From Alchemy to Chemistry:
Five Hundred Years of Rare and Interesting Books

University of Illinois at Urbana-Champaign
Rare Book Room Exhibit


LEMERY, NICOLAS (1645 - 1715). A Course of Chymistry Containing an easie Method of Preparing those Chymical Medicines Which are Used in Physik. London, 1698.

Later edition of Lemery's highly successful Course of Chymistry, which first appeared in 1675. It served as the textbook to his popular courses on chemistry, and brought French chemical teaching out of the quasi-mystical Paracelsian tradition into the main-stream of Cartesian and atomistic natural philosophy. The importance of this work lies not in its originality or its thoroughness - Lemery followed very closely the work of his predecessors Le Febvre and Glaser, and did not develop any rigorous theories of matter - but rather in its attractive presentation of chemical ideas in corpuscular-mechanist terms, which contributed to the book's overwhelming popularity. A Course of Chymistry sold "like a work of romance or satire": it went through numerous editions, and was translated into Latin and all the major European languages. Lemery introduced his explanations of chemical reactions in terms of particle shape and movement on an ad hoc basis. Thus the best way to explain the nature of salts is to attribute shapes to their constituent particles.

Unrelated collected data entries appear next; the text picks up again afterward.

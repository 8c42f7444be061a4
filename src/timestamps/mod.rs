//! Conversions between calendar date-time text and the epoch-millisecond
//! integers the image service speaks.
//!
//! Naive text (no offset in the pattern) is read as UTC unless a
//! [`TimeZonePolicy::Local`] is asked for explicitly. The map pipeline labels
//! its slider in UTC, so both pipelines agree under the default policy.

pub mod error;

use crate::timestamps::error::TimeError;
use chrono::{DateTime, Local, NaiveDateTime, TimeZone, Utc};

/// Pattern used by [`from_epoch_millis`] and for slider labels.
pub const ISO_UTC_PATTERN: &str = "%Y-%m-%dT%H:%M:%SZ";

/// Pattern of the `"2024-05-20 12:00:00"` style inputs used in the demos.
pub const DEFAULT_INPUT_PATTERN: &str = "%Y-%m-%d %H:%M:%S";

/// How a naive (offset-less) date-time string is pinned to an instant.
#[derive(Debug, Clone, Copy, PartialEq, Eq, Default)]
pub enum TimeZonePolicy {
    /// Treat the wall-clock text as UTC.
    #[default]
    Utc,
    /// Treat the wall-clock text as the host's local time zone.
    Local,
}

/// Parses `text` with a chrono `strftime` `pattern` into epoch milliseconds,
/// reading the wall-clock time as UTC.
///
/// # Examples
///
/// ```
/// use imagery_series::to_epoch_millis;
///
/// let ms = to_epoch_millis("2024-05-20 12:00:00", "%Y-%m-%d %H:%M:%S").unwrap();
/// assert_eq!(ms, 1_716_206_400_000);
/// ```
///
/// # Errors
///
/// Returns [`TimeError::Parse`] when `text` does not match `pattern`.
pub fn to_epoch_millis(text: &str, pattern: &str) -> Result<i64, TimeError> {
    to_epoch_millis_with(text, pattern, TimeZonePolicy::Utc)
}

/// Same as [`to_epoch_millis`] with an explicit [`TimeZonePolicy`].
///
/// # Errors
///
/// Returns [`TimeError::Parse`] when `text` does not match `pattern`, and
/// [`TimeError::AmbiguousLocalTime`] when the local wall-clock time falls in
/// a DST gap or fold.
pub fn to_epoch_millis_with(
    text: &str,
    pattern: &str,
    policy: TimeZonePolicy,
) -> Result<i64, TimeError> {
    let naive =
        NaiveDateTime::parse_from_str(text, pattern).map_err(|source| TimeError::Parse {
            text: text.to_string(),
            pattern: pattern.to_string(),
            source,
        })?;

    match policy {
        TimeZonePolicy::Utc => Ok(naive.and_utc().timestamp_millis()),
        TimeZonePolicy::Local => Local
            .from_local_datetime(&naive)
            .single()
            .map(|dt| dt.timestamp_millis())
            .ok_or_else(|| TimeError::AmbiguousLocalTime(text.to_string())),
    }
}

/// Converts epoch milliseconds into a UTC `DateTime`.
///
/// # Errors
///
/// Returns [`TimeError::OutOfRange`] for values chrono cannot represent.
pub fn datetime_from_epoch_millis(ms: i64) -> Result<DateTime<Utc>, TimeError> {
    DateTime::<Utc>::from_timestamp_millis(ms).ok_or(TimeError::OutOfRange(ms))
}

/// Formats epoch milliseconds as `YYYY-MM-DDTHH:MM:SSZ`.
///
/// Sub-second precision is dropped.
///
/// # Errors
///
/// Returns [`TimeError::OutOfRange`] for values chrono cannot represent.
pub fn from_epoch_millis(ms: i64) -> Result<String, TimeError> {
    Ok(datetime_from_epoch_millis(ms)?
        .format(ISO_UTC_PATTERN)
        .to_string())
}

#[cfg(test)]
mod tests {
    use super::*;

    #[test]
    fn test_known_instant_as_utc() {
        let ms = to_epoch_millis("2024-05-20 12:00:00", DEFAULT_INPUT_PATTERN).unwrap();
        let expected = Utc
            .with_ymd_and_hms(2024, 5, 20, 12, 0, 0)
            .unwrap()
            .timestamp()
            * 1000;
        assert_eq!(ms, expected);
        assert_eq!(ms, 1_716_206_400_000);
    }

    #[test]
    fn test_round_trip_utc_text() {
        for text in [
            "2024-05-20T12:00:00Z",
            "1970-01-01T00:00:00Z",
            "2023-12-31T23:59:59Z",
        ] {
            let ms = to_epoch_millis(text, ISO_UTC_PATTERN).unwrap();
            assert_eq!(from_epoch_millis(ms).unwrap(), text);
        }
    }

    #[test]
    fn test_parse_failure_is_reported() {
        let err = to_epoch_millis("20/05/2024", DEFAULT_INPUT_PATTERN).unwrap_err();
        match err {
            TimeError::Parse { text, pattern, .. } => {
                assert_eq!(text, "20/05/2024");
                assert_eq!(pattern, DEFAULT_INPUT_PATTERN);
            }
            other => panic!("unexpected error: {other:?}"),
        }
    }

    #[test]
    fn test_local_policy_matches_chrono_local() {
        let text = "2024-01-15 08:30:00";
        let ms = to_epoch_millis_with(text, DEFAULT_INPUT_PATTERN, TimeZonePolicy::Local).unwrap();
        let naive = NaiveDateTime::parse_from_str(text, DEFAULT_INPUT_PATTERN).unwrap();
        let expected = Local.from_local_datetime(&naive).unwrap().timestamp_millis();
        assert_eq!(ms, expected);
    }

    #[test]
    fn test_millis_are_truncated_in_labels() {
        assert_eq!(
            from_epoch_millis(1_716_206_400_999).unwrap(),
            "2024-05-20T12:00:00Z"
        );
    }

    #[test]
    fn test_out_of_range_millis() {
        assert!(matches!(
            from_epoch_millis(i64::MAX),
            Err(TimeError::OutOfRange(i64::MAX))
        ));
    }
}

Acid salts must have sharp pointed particles because of their sharp taste and, even more convincingly, because they solidify in the form of sharp pointed crystals. Contrariwise, alkalis are composed of earthy solid particles whose interstitial pores are so shaped as to admit entry of the spike particles of acid. Lemery postulated that, for reaction to take place between a particular acid and alkali, there must be an appropriate relationship between the size of the acid spikes and alkaline pores.

DSB; Norman Library of Science, 1329.